** Opening GIVEN RECORDS block **

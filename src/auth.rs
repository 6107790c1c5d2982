use axum::{
    extract::{FromRef, FromRequestParts},
    http::{header, request::Parts},
};
use chrono::{Duration, Utc};
use jsonwebtoken::{DecodingKey, EncodingKey, Header, Validation, decode, encode};
use serde::{Deserialize, Serialize};

use crate::{config::AppConfig, error::ApiError, repository::RepositoryState};

/// Claims
///
/// Payload expected inside a bearer token. Tokens are HS256-signed with
/// `AppConfig::jwt_secret`.
#[derive(Debug, Serialize, Deserialize)]
pub struct Claims {
    /// Subject (sub): the user id, as a string.
    pub sub: String,
    /// Expiration Time (exp): the token is rejected after this instant.
    pub exp: usize,
    /// Issued At (iat).
    pub iat: usize,
}

/// Signs a token for `user_id` that stays valid for `ttl`.
///
/// # Errors
/// Fails if the claims cannot be encoded.
pub fn issue_token(
    user_id: i32,
    secret: &str,
    ttl: Duration,
) -> Result<String, jsonwebtoken::errors::Error> {
    let now = Utc::now();
    let claims = Claims {
        sub: user_id.to_string(),
        iat: now.timestamp().max(0) as usize,
        exp: (now + ttl).timestamp().max(0) as usize,
    };
    encode(
        &Header::default(),
        &claims,
        &EncodingKey::from_secret(secret.as_bytes()),
    )
}

/// AuthUser
///
/// The resolved identity of an authenticated request. Handlers that need the
/// caller take it as an argument instead of reading request-global state.
#[derive(Debug, Clone, PartialEq, Eq)]
pub struct AuthUser {
    pub id: i32,
    pub username: String,
}

/// AuthUser Extractor Implementation
///
/// 1. Dependency resolution: repository and config from the application state.
/// 2. Token extraction: `Authorization: Bearer <token>`.
/// 3. JWT decoding with expiry validation.
/// 4. DB lookup: the subject must still exist.
///
/// Rejection: [`ApiError::Unauthorized`] (401) on any authentication failure.
impl<S> FromRequestParts<S> for AuthUser
where
    S: Send + Sync,
    RepositoryState: FromRef<S>,
    AppConfig: FromRef<S>,
{
    type Rejection = ApiError;

    async fn from_request_parts(parts: &mut Parts, state: &S) -> Result<Self, Self::Rejection> {
        let repo = RepositoryState::from_ref(state);
        let config = AppConfig::from_ref(state);

        let token = parts
            .headers
            .get(header::AUTHORIZATION)
            .and_then(|value| value.to_str().ok())
            .and_then(|value| value.strip_prefix("Bearer "))
            .ok_or(ApiError::Unauthorized)?;

        let mut validation = Validation::default();
        validation.validate_exp = true;

        let token_data = decode::<Claims>(
            token,
            &DecodingKey::from_secret(config.jwt_secret.as_bytes()),
            &validation,
        )
        .map_err(|err| {
            tracing::debug!(error = %err, "rejected bearer token");
            ApiError::Unauthorized
        })?;

        let user_id: i32 = token_data
            .claims
            .sub
            .parse()
            .map_err(|_| ApiError::Unauthorized)?;

        // A valid token for a deleted user is still rejected.
        let user = repo.get_user(user_id).await?.ok_or(ApiError::Unauthorized)?;

        Ok(AuthUser {
            id: user.id,
            username: user.username,
        })
    }
}
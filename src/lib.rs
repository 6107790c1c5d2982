use axum::{
    Router,
    extract::{FromRef, Request},
    http::HeaderName,
    middleware::{self, Next},
    response::Response,
    routing::get,
};
use utoipa::{
    Modify, OpenApi,
    openapi::security::{Http, HttpAuthScheme, SecurityScheme},
};
use utoipa_swagger_ui::SwaggerUi;

use tower::ServiceBuilder;
use tower_http::{
    cors::{Any, CorsLayer},
    request_id::{MakeRequestUuid, PropagateRequestIdLayer, SetRequestIdLayer},
    trace::{DefaultOnResponse, TraceLayer},
};
use tracing::{Level, Span};

// --- Module Structure ---

pub mod auth;
pub mod config;
pub mod error;
pub mod handlers;
pub mod models;
pub mod pagination;
pub mod repository;

// Routing segregated by access level (Public, Authenticated).
pub mod routes;
use auth::AuthUser;
use routes::{API_PREFIX, authenticated, public};

// --- Public Re-exports ---

pub use config::AppConfig;
pub use error::{ApiError, RepositoryError};
pub use repository::{MemoryRepository, PostgresRepository, RepositoryState};

/// Registers the bearer token scheme referenced by the authenticated handlers.
struct SecurityAddon;

impl Modify for SecurityAddon {
    fn modify(&self, openapi: &mut utoipa::openapi::OpenApi) {
        let components = openapi
            .components
            .get_or_insert_with(utoipa::openapi::Components::default);

        components.add_security_scheme(
            "bearer_token",
            SecurityScheme::Http(Http::new(HttpAuthScheme::Bearer)),
        );
    }
}

/// ApiDoc
///
/// OpenAPI document for every handler and schema, served at
/// `/api-docs/openapi.json`.
#[derive(OpenApi)]
#[openapi(
    modifiers(&SecurityAddon),
    paths(
        handlers::get_post, handlers::get_posts, handlers::get_user_posts,
        handlers::create_post, handlers::update_post
    ),
    components(
        schemas(
            models::PostResponse, models::PostLinks, models::CreatePostRequest,
            models::UpdatePostRequest, pagination::PageMeta, pagination::CollectionLinks,
            error::ErrorBody,
        )
    ),
    tags(
        (name = "posts", description = "Posts API")
    )
)]
pub struct ApiDoc;

/// AppState
///
/// The single, immutable container of shared services and configuration,
/// cloned into every request.
#[derive(Clone)]
pub struct AppState {
    /// Data access: Postgres in production, in-memory in tests.
    pub repo: RepositoryState,
    /// The loaded environment configuration.
    pub config: AppConfig,
}

// --- Axum FromRef Extractor Implementations ---

// Let extractors such as `AuthUser` pull single components out of the state.

impl FromRef<AppState> for RepositoryState {
    fn from_ref(app_state: &AppState) -> RepositoryState {
        app_state.repo.clone()
    }
}

impl FromRef<AppState> for AppConfig {
    fn from_ref(app_state: &AppState) -> AppConfig {
        app_state.config.clone()
    }
}

/// require_auth
///
/// Route middleware for the authenticated routes. Extracting `AuthUser` rejects
/// the request with 401 before the handler runs.
async fn require_auth(_auth_user: AuthUser, request: Request, next: Next) -> Response {
    next.run(request).await
}

/// create_router
///
/// Assembles the routing structure, applies global and scoped middleware and
/// registers the application state.
pub fn create_router(state: AppState) -> Router {
    let cors = CorsLayer::new()
        .allow_methods(Any)
        .allow_origin(Any)
        .allow_headers(Any);

    let x_request_id = HeaderName::from_static("x-request-id");

    // Both routers share paths (`/posts`, `/posts/{id}`); merging combines
    // their method routers, so the auth layer only covers POST and PUT.
    let api = public::public_routes().merge(
        authenticated::authenticated_routes()
            .route_layer(middleware::from_fn_with_state(state.clone(), require_auth)),
    );

    let base_router = Router::new()
        .merge(SwaggerUi::new("/swagger-ui").url("/api-docs/openapi.json", ApiDoc::openapi()))
        // Liveness probe for load balancers.
        .route("/health", get(|| async { "ok" }))
        .nest(API_PREFIX, api)
        .with_state(state);

    base_router
        .layer(
            ServiceBuilder::new()
                .layer(SetRequestIdLayer::new(x_request_id.clone(), MakeRequestUuid))
                .layer(
                    TraceLayer::new_for_http()
                        .make_span_with(trace_span_logger)
                        .on_response(
                            DefaultOnResponse::new()
                                .level(Level::INFO)
                                .latency_unit(tower_http::LatencyUnit::Millis),
                        ),
                )
                .layer(PropagateRequestIdLayer::new(x_request_id)),
        )
        .layer(cors)
}

/// trace_span_logger
///
/// Opens the `http_request` span for `TraceLayer`, tagging it with the method,
/// URI and the `x-request-id` set by `SetRequestIdLayer`.
fn trace_span_logger(request: &axum::http::Request<axum::body::Body>) -> Span {
    let request_id = request
        .headers()
        .get("x-request-id")
        .and_then(|value| value.to_str().ok())
        .unwrap_or("unknown");

    tracing::info_span!(
        "http_request",
        method = ?request.method(),
        uri = ?request.uri(),
        req_id = %request_id,
    )
}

** Closing GIVEN RECORDS block **

**ACTIVITY:**
If a line in the data holds the string "timestamp", copy that line.

**TASK OUTPUT:**
        iat: now.timestamp().max(0) as usize,
        exp: (now + ttl).timestamp().max(0) as usize,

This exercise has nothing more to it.